I left my car there for my children to use while there, and I took the train back to Denver. The train took 3-days to go from Jacksonville to Denver by way of Washington DC and Chicago. I needed every one of those days to decompress and relax.
Even knowing what to expect from an Alzheimer patient, who can really prepare for the reality. I truly understand how loving children can place their Alzheimer parents into a nursing type facility, as the stress is tremendous. What I do not understand is how the staff of those facilities can provide the care they do without shutting off their emotions.

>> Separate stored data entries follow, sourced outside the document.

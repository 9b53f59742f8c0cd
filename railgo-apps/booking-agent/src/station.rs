//!  Railgo Booking Agent
//!
//!  Copyright (C) 2026  Railgo Contributors
//!
//!  This program is free software: you can redistribute it and/or modify
//!  it under the terms of the GNU Affero General Public License as published by
//!  the Free Software Foundation, either version 3 of the License, or
//!  (at your option) any later version.
//!
//!  This program is distributed in the hope that it will be useful,
//!  but WITHOUT ANY WARRANTY; without even the implied warranty of
//!  MERCHANTABILITY or FITNESS FOR A PARTICULAR PURPOSE.  See the
//!  GNU Affero General Public License for more details.
//!
//!  You should have received a copy of the GNU Affero General Public License
//!  along with this program.  If not, see <http://www.gnu.org/licenses/>.

//! # Stations
//!
//! The authoritative station list lives outside the engine; callers supply
//! the stations they care about as (name, code) pairs. The engine validates
//! code shape and resolves codes back to display names when the backend
//! returns codes only.

use serde::{Deserialize, Serialize};

use crate::errors::RailError;

/// Four-digit station code as used on the wire.
#[derive(Debug, Clone, PartialEq, Eq, Hash, Serialize, Deserialize)]
#[serde(transparent)]
pub struct StationCode(String);

impl StationCode {
    pub fn new(code: impl Into<String>) -> Result<Self, RailError> {
        let code = code.into();
        if code.len() == 4 && code.bytes().all(|b| b.is_ascii_digit()) {
            Ok(StationCode(code))
        } else {
            Err(RailError::Protocol(format!(
                "station code must be 4 digits, got {code:?}"
            )))
        }
    }

    pub fn as_str(&self) -> &str {
        &self.0
    }
}

/// A station as the operator names it plus its wire code.
#[derive(Debug, Clone, PartialEq, Eq, Serialize, Deserialize)]
pub struct Station {
    pub name: String,
    pub code: StationCode,
}

impl Station {
    pub fn new(name: impl Into<String>, code: StationCode) -> Self {
        Station {
            name: name.into(),
            code,
        }
    }
}

/// Lookup over the caller-supplied station set. Unknown codes resolve to the
/// code digits themselves so display never fails on an unlisted station.
#[derive(Debug, Clone, Default)]
pub struct StationDirectory {
    entries: Vec<Station>,
}

impl StationDirectory {
    pub fn new(entries: Vec<Station>) -> Self {
        StationDirectory { entries }
    }

    pub fn name_of(&self, code: &str) -> String {
        self.entries
            .iter()
            .find(|s| s.code.as_str() == code)
            .map(|s| s.name.clone())
            .unwrap_or_else(|| code.to_string())
    }

    pub fn find_by_name(&self, name: &str) -> Option<&Station> {
        self.entries.iter().find(|s| s.name == name)
    }
}

#[cfg(test)]
mod tests {
    use super::*;

    #[test]
    fn accepts_four_digit_codes() {
        assert!(StationCode::new("0551").is_ok());
    }

    #[test]
    fn rejects_malformed_codes() {
        assert!(StationCode::new("551").is_err());
        assert!(StationCode::new("05 1").is_err());
        assert!(StationCode::new("055a").is_err());
        assert!(StationCode::new("00551").is_err());
    }

    #[test]
    fn directory_falls_back_to_code_digits() {
        let dir = StationDirectory::new(vec![Station::new(
            "Suseo",
            StationCode::new("0551").expect("valid"),
        )]);
        assert_eq!(dir.name_of("0551"), "Suseo");
        assert_eq!(dir.name_of("0020"), "0020");
    }
}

People do not really cope with situations. They maneuver about mentally and physically until the “crisis” passes and they become survivors.
© 14 October 2012
About the Author
I was born in June of 1948 in Los Angeles, living first in Lawndale and then in Redondo Beach. Just prior to turning 8 years old in 1956, I was sent to live with my grandparents on their farm in Isanti County, Minnesota for two years during which time my parents divorced.
When united with my mother and stepfather two years later in 1958, I lived first at Emerald Bay and then at South Lake Tahoe, California, graduating from South Tahoe High School in 1966. After three tours of duty with the Air Force, I moved to Denver, Colorado where I lived with my wife and four children until her passing away from complications of breast cancer four days after the 9-11-2001 terrorist attack.
I came out as a gay man in the summer of 2010. I find writing these memories to be therapeutic.